[MERGE] add performance three
Martin Pool
mbp at canonical.com
Mon May 22 05:55:29 BST 2006
On 22 May 2006, Robert Collins <robertc at robertcollins.net> wrote:
> This makes add faster again by using the inventory objects and by
> tweaking the elementree xml serialiser to be faster in the inner loop.
>
> Rob
> --
> GPG key available at: <http://www.robertcollins.net/keys.txt>.
(btw, did you know about gpg --search-keys robert.collins@ ?)
+1 with some suggestions.
> def smart_add(file_list, recurse=True, action=add_action_add):
> @@ -104,16 +111,25 @@
> inv = tree.read_working_inventory()
> added = []
> ignored = {}
> - user_files = set(file_list)
> -
> - for filepath in file_list:
> - # convert a random abs or cwd-relative path to tree relative.
> + user_files = list(file_list)
> + file_list = []
> +
> + # validate user file paths and convert all paths to tree
> + # relative : its cheaper to make a tree relative path an abspath
> + # than to convert an abspath to tree relative.
> + for filepath in user_files:
> rf = tree.relpath(filepath)
> -
> + file_list.append((rf, None))
> # validate user parameters. Our recursive code avoids adding new files
> # that need such validation
> - if filepath in user_files and tree.is_control_filename(rf):
> + if tree.is_control_filename(rf):
> raise ForbiddenFileError('cannot add control file %s' % filepath)
> +
> + user_files = set([path for path, parent_ie in file_list])
The way the variables are set up here seems a bit convoluted; at one
point file_list holds the user files and then later it holds all the
files, and user_files changes from being a list to a set. Instead how
about this:
- keep file_list as just the parameter that was originally passed
(i think it's slightly better not to rebind parameters unless you
need to)
- then the original loop is 'for filepath in file_list'
- make user_files an empty set up front and then add the tree-relative
path to as you walk file_list
- build up (relpath, parent_ie) in, a new list, say files_to_traverse
> -def __add_one(tree, inv, path, kind, action):
> +def __add_one(tree, inv, parent_ie, path, kind, action):
Changing the parameters is a good opportunity to try to think of a
better name for the method, even for private methods where changing the
name isn't required. (But I suppose this name is not so bad at the
moment.)
This doesn't seem to use the tree parameter so you might as well remove
it.
> """Add a file or directory, automatically add unversioned parents."""
"""Add a new entry to the inventory and automatically add unversioned parents.
Actual adding of the entry is delegated to the action callback.
:param inv: Inventory which will receive the new entry.
:param parent_ie: Parent inventory entry if known, or None.
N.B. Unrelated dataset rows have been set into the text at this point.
use std::path::{Path, PathBuf};
use std::sync::{Arc, Mutex};

use crate::core::{AssetError, FpsCounter, Material, PendingTexture, Resource, ShaderKind};
use crate::loaders::storage;
use crate::scenes::{
    build_cube_environment, build_cube_faces_environment, build_cylinder_environment,
    build_image_plane, build_quad_shell, build_reflective_object, build_sphere_environment,
    EnvironmentCycle, EnvironmentKind, ReflectiveKind,
};
use crate::traits::{AssetLoader, CameraRigKind, EngineContext, SceneGraph, SceneMain};

/// Geometry used for the reflective object; fixed at compile time.
const REFLECTIVE_KIND: ReflectiveKind = ReflectiveKind::Sphere;

/// Cubemap/skybox viewer.
///
/// Shows one surrounding environment at a time and cycles to the next shape
/// on tap. When override files are found on external storage the cycle runs
/// over those files instead of the built-in shapes.
pub struct CubemapViewer {
    storage_dir: PathBuf,
    state: Arc<Mutex<ViewerState>>,
    fps: FpsCounter,
    initialized: bool,
}

/// State reached by the render-thread rebuild tasks.
struct ViewerState {
    cycle: EnvironmentCycle,
    cubemap_texture: Option<PendingTexture>,
    cubemap_material: Option<Material>,
    compressed_material: Option<Material>,
    face_textures: Vec<PendingTexture>,
}

impl CubemapViewer {
    pub fn new() -> Self {
        Self::with_storage_dir(storage::DEFAULT_STORAGE_DIR)
    }

    /// Scan `dir` for override files instead of the default location.
    pub fn with_storage_dir(dir: impl Into<PathBuf>) -> Self {
        CubemapViewer {
            storage_dir: dir.into(),
            state: Arc::new(Mutex::new(ViewerState {
                cycle: EnvironmentCycle::shapes(),
                cubemap_texture: None,
                cubemap_material: None,
                compressed_material: None,
                face_textures: Vec::new(),
            })),
            fps: FpsCounter::new(),
            initialized: false,
        }
    }
}

impl Default for CubemapViewer {
    fn default() -> Self {
        Self::new()
    }
}

impl SceneMain for CubemapViewer {
    fn on_init(&mut self, ctx: &mut dyn EngineContext) {
        ctx.scene().set_frustum_culling(true);

        let overrides = storage::scan_override_files(&self.storage_dir);
        let mut state = self.state.lock().expect("viewer state poisoned");

        if overrides.is_empty() {
            ctx.scene().set_stats_enabled(true);
            state.load_bundled_textures(ctx.assets());
            state.apply_environment(ctx);
        } else {
            log::info!(
                "{} override file(s) found under {}",
                overrides.len(),
                self.storage_dir.display()
            );
            state.cycle = EnvironmentCycle::storage(overrides);
            state.apply_from_storage(ctx);
        }

        drop(state);
        self.initialized = true;
    }

    fn on_step(&mut self) {
        self.fps.tick();
    }

    fn on_touch(&mut self, ctx: &dyn EngineContext) {
        if !self.initialized {
            return;
        }

        let state = Arc::clone(&self.state);
        ctx.run_on_render_thread(Box::new(move |ctx| {
            let mut state = state.lock().expect("viewer state poisoned");
            ctx.scene().clear();
            state.cycle.advance();

            if state.cycle.is_storage() {
                state.apply_from_storage(ctx);
            } else {
                state.apply_environment(ctx);
            }

            match &state.cycle {
                EnvironmentCycle::Shapes(kind) => log::info!("environment: {kind:?}"),
                EnvironmentCycle::Storage { index, .. } => {
                    log::info!("storage environment: {index}")
                }
            }
        }));
    }
}

impl ViewerState {
    /// Kick off every bundled texture load up front; decoding proceeds in
    /// the background while the first environment is built.
    fn load_bundled_textures(&mut self, assets: &dyn AssetLoader) {
        let cubemap = assets.load_cubemap_texture(&Resource::bundled("beach"));
        let mut cubemap_material = Material::new(ShaderKind::Cubemap);
        cubemap_material.set_main_texture(cubemap.clone());

        let compressed = assets.load_compressed_cubemap_texture(&Resource::bundled("museum"));
        let mut compressed_material = Material::new(ShaderKind::Cubemap);
        compressed_material.set_main_texture(compressed);

        // the engine's cube face order
        self.face_textures = ["back", "right", "front", "left", "top", "bottom"]
            .into_iter()
            .map(|face| assets.load_texture(&Resource::bundled(face)))
            .collect();

        self.cubemap_texture = Some(cubemap);
        self.cubemap_material = Some(cubemap_material);
        self.compressed_material = Some(compressed_material);
    }

    /// Build the current shape variant plus the reflective object, then log
    /// the scene contents.
    fn apply_environment(&mut self, ctx: &mut dyn EngineContext) {
        let EnvironmentCycle::Shapes(kind) = &self.cycle else {
            return;
        };
        let kind = *kind;

        let (Some(cubemap_material), Some(compressed_material), Some(cubemap_texture)) = (
            self.cubemap_material.clone(),
            self.compressed_material.clone(),
            self.cubemap_texture.clone(),
        ) else {
            return;
        };

        match kind {
            EnvironmentKind::Sphere => {
                ctx.scene().add_object(build_sphere_environment(cubemap_material));
            }
            EnvironmentKind::Cube => {
                ctx.scene().add_object(build_cube_environment(cubemap_material));
            }
            EnvironmentKind::CubeCompressed => {
                ctx.scene().add_object(build_cube_environment(compressed_material));
            }
            EnvironmentKind::CubeFaces => {
                ctx.scene()
                    .add_object(build_cube_faces_environment(self.face_textures.clone()));
            }
            EnvironmentKind::Cylinder => {
                ctx.scene().add_object(build_cylinder_environment(cubemap_material));
            }
            EnvironmentKind::Quads => {
                for face in build_quad_shell(&cubemap_material) {
                    ctx.scene().add_object(face);
                }
            }
        }

        let reflective = build_reflective_object(REFLECTIVE_KIND, ctx.assets(), cubemap_texture);
        ctx.scene().add_object(reflective);

        log_scene(ctx.scene());
    }

    /// Show the current storage file: archives become surrounding cubes,
    /// flat images a quad sized by their aspect ratio. Failures are logged
    /// and leave the scene as it is.
    fn apply_from_storage(&mut self, ctx: &mut dyn EngineContext) {
        let EnvironmentCycle::Storage { index, files } = &self.cycle else {
            return;
        };
        let file = files[*index].clone();

        let result = if storage::is_archive(&file) {
            show_storage_cubemap(ctx, &file)
        } else {
            show_storage_image(ctx, &file)
        };

        if let Err(err) = result {
            log::error!("skipping storage file {}: {err}", file.display());
        }

        log_scene(ctx.scene());
    }
}

fn show_storage_cubemap(ctx: &mut dyn EngineContext, file: &Path) -> Result<(), AssetError> {
    ctx.scene().set_camera_rig(CameraRigKind::Free);

    let resource = Resource::from_file(file)?;
    let texture = ctx.assets().load_cubemap_texture(&resource);
    let mut material = Material::new(ShaderKind::Cubemap);
    material.set_main_texture(texture);

    ctx.scene().add_object(build_cube_environment(material));
    Ok(())
}

fn show_storage_image(ctx: &mut dyn EngineContext, file: &Path) -> Result<(), AssetError> {
    ctx.scene().set_camera_rig(CameraRigKind::Freeze);

    let dimensions = storage::probe_image_dimensions(file)?;
    let resource = Resource::from_file(file)?;
    let texture = ctx.assets().load_texture(&resource);

    ctx.scene().add_object(build_image_plane(texture, dimensions));
    Ok(())
}

fn log_scene(scene: &dyn SceneGraph) {
    for object in scene.objects() {
        log::debug!("scene object name : {}", object.name());
    }
}
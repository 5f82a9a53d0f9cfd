use crate::core::{Geometry, Material, PendingTexture, SceneObject, ShaderKind};

use super::ENVIRONMENT_EXTENT;

/// Flat quad showing a single storage image, sized to the image's aspect
/// ratio and pushed back from the camera.
pub fn build_image_plane(texture: PendingTexture, dimensions: (u32, u32)) -> SceneObject {
    let (width, height) = dimensions;
    let quad_width = ENVIRONMENT_EXTENT;
    let quad_height = quad_width * height as f32 / width as f32;

    let mut material = Material::new(ShaderKind::Texture);
    material.set_main_texture(texture);

    let mut plane = SceneObject::new(Geometry::quad(quad_width, quad_height), material);
    plane.transform.set_position_z(-11.0);
    plane
}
If
None, the parent is looked up by name and used if present, otherwise
it is recursively added.
:param kind: Kind of new entry (file, directory, etc)
:param action: callback(inv, parent_ie, path, kind); return ignored.
:returns: A list of paths which have been added.
"""
There might be scope for more improvement by having __add_one and the
callback optionally return the newly-added ie.
> === modified file 'bzrlib/xml_serializer.py'
> --- bzrlib/xml_serializer.py
> +++ bzrlib/xml_serializer.py
> @@ -71,3 +71,78 @@
>
> def _read_element(self, f):
> return ElementTree().parse(f)
> +
> +
I guess it's fairly obvious but I'd like a comment up here to say that
these get patched into ElementTree when this module is loaded.
Do you think they're general enough to contribute to upstream
elementree?
> +# before in bench_add_kernel_like
> +# 10831 10824 9384.4890 1847.5270 elementtree.ElementTree:662(_write)
> +#+10824 0 9295.0140 1761.0460 +elementtree.ElementTree:662(_write)
> +#+32471 0 4585.8950 1331.2060 +elementtree.ElementTree:812(_escape_attrib)
> +#after switching to text.replace rather than string.replace.
> +# 10831 10824 7486.1120 1832.2340 elementtree.ElementTree:662(_write)
> +#+10824 0 7397.3120 1745.6300 +elementtree.ElementTree:662(_write)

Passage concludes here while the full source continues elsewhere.